### What to do
Count every line in the entries that contains "roughness". Report that count alone.

[Stored records]

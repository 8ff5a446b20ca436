use glam::Vec3;
use prism_shader_binding::prismsl;

/// 着色模型
#[derive(Clone, Debug, PartialEq)]
pub enum ShaderModel {
    Disney,
    BlinnPhong,
    /// 外部编辑器里的自定义 shader，当前没有对应的求值器
    Custom(String),
}

/// 着色法线的来源
#[derive(Copy, Clone, Debug, Default, PartialEq, Eq)]
pub enum NormalMode {
    #[default]
    Triangle,
    Vertex,
    Corner,
}

/// CPU 侧的材质数据
#[derive(Clone, Debug, PartialEq)]
pub struct MaterialComponent {
    pub shader: ShaderModel,
    pub normal_mode: NormalMode,
    pub base_color: Vec3,
    pub emission: Vec3,
    pub alpha: f32,
    pub metalness: f32,
    pub roughness: f32,
    pub specular_tint: f32,
    pub wireframe: bool,
}
impl Default for MaterialComponent {
    fn default() -> Self {
        Self {
            shader: ShaderModel::Disney,
            normal_mode: NormalMode::default(),
            base_color: Vec3::splat(0.8),
            emission: Vec3::ZERO,
            alpha: 1.0,
            metalness: 0.0,
            roughness: 0.5,
            specular_tint: 0.0,
            wireframe: false,
        }
    }
}
impl MaterialComponent {
    pub fn diffuse(base_color: Vec3) -> Self {
        Self {
            base_color,
            roughness: 1.0,
            ..Default::default()
        }
    }

    /// 没有求值器的 shader 返回 None
    pub fn shader_tag(&self) -> Option<u32> {
        match self.shader {
            ShaderModel::Disney => Some(prismsl::SHADER_TYPE_DISNEY),
            ShaderModel::BlinnPhong => Some(prismsl::SHADER_TYPE_BLINN_PHONG),
            ShaderModel::Custom(_) => None,
        }
    }

    pub fn to_record(&self, shader_type: u32) -> prismsl::Material {
        prismsl::Material {
            shader_type,
            normal_mode: match self.normal_mode {
                NormalMode::Triangle => prismsl::NORMAL_MODE_TRIANGLE,
                NormalMode::Vertex => prismsl::NORMAL_MODE_VERTEX,
                NormalMode::Corner => prismsl::NORMAL_MODE_CORNER,
            },
            wireframe: self.wireframe as u32,
            _padding0: 0,
            base_color: self.base_color,
            alpha: self.alpha.clamp(0.0, 1.0),
            emission: self.emission,
            metalness: self.metalness.clamp(0.0, 1.0),
            roughness: self.roughness.clamp(0.0, 1.0),
            specular_tint: self.specular_tint.clamp(0.0, 1.0),
            _padding1: [0.0; 2],
        }
    }
}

### Task output
4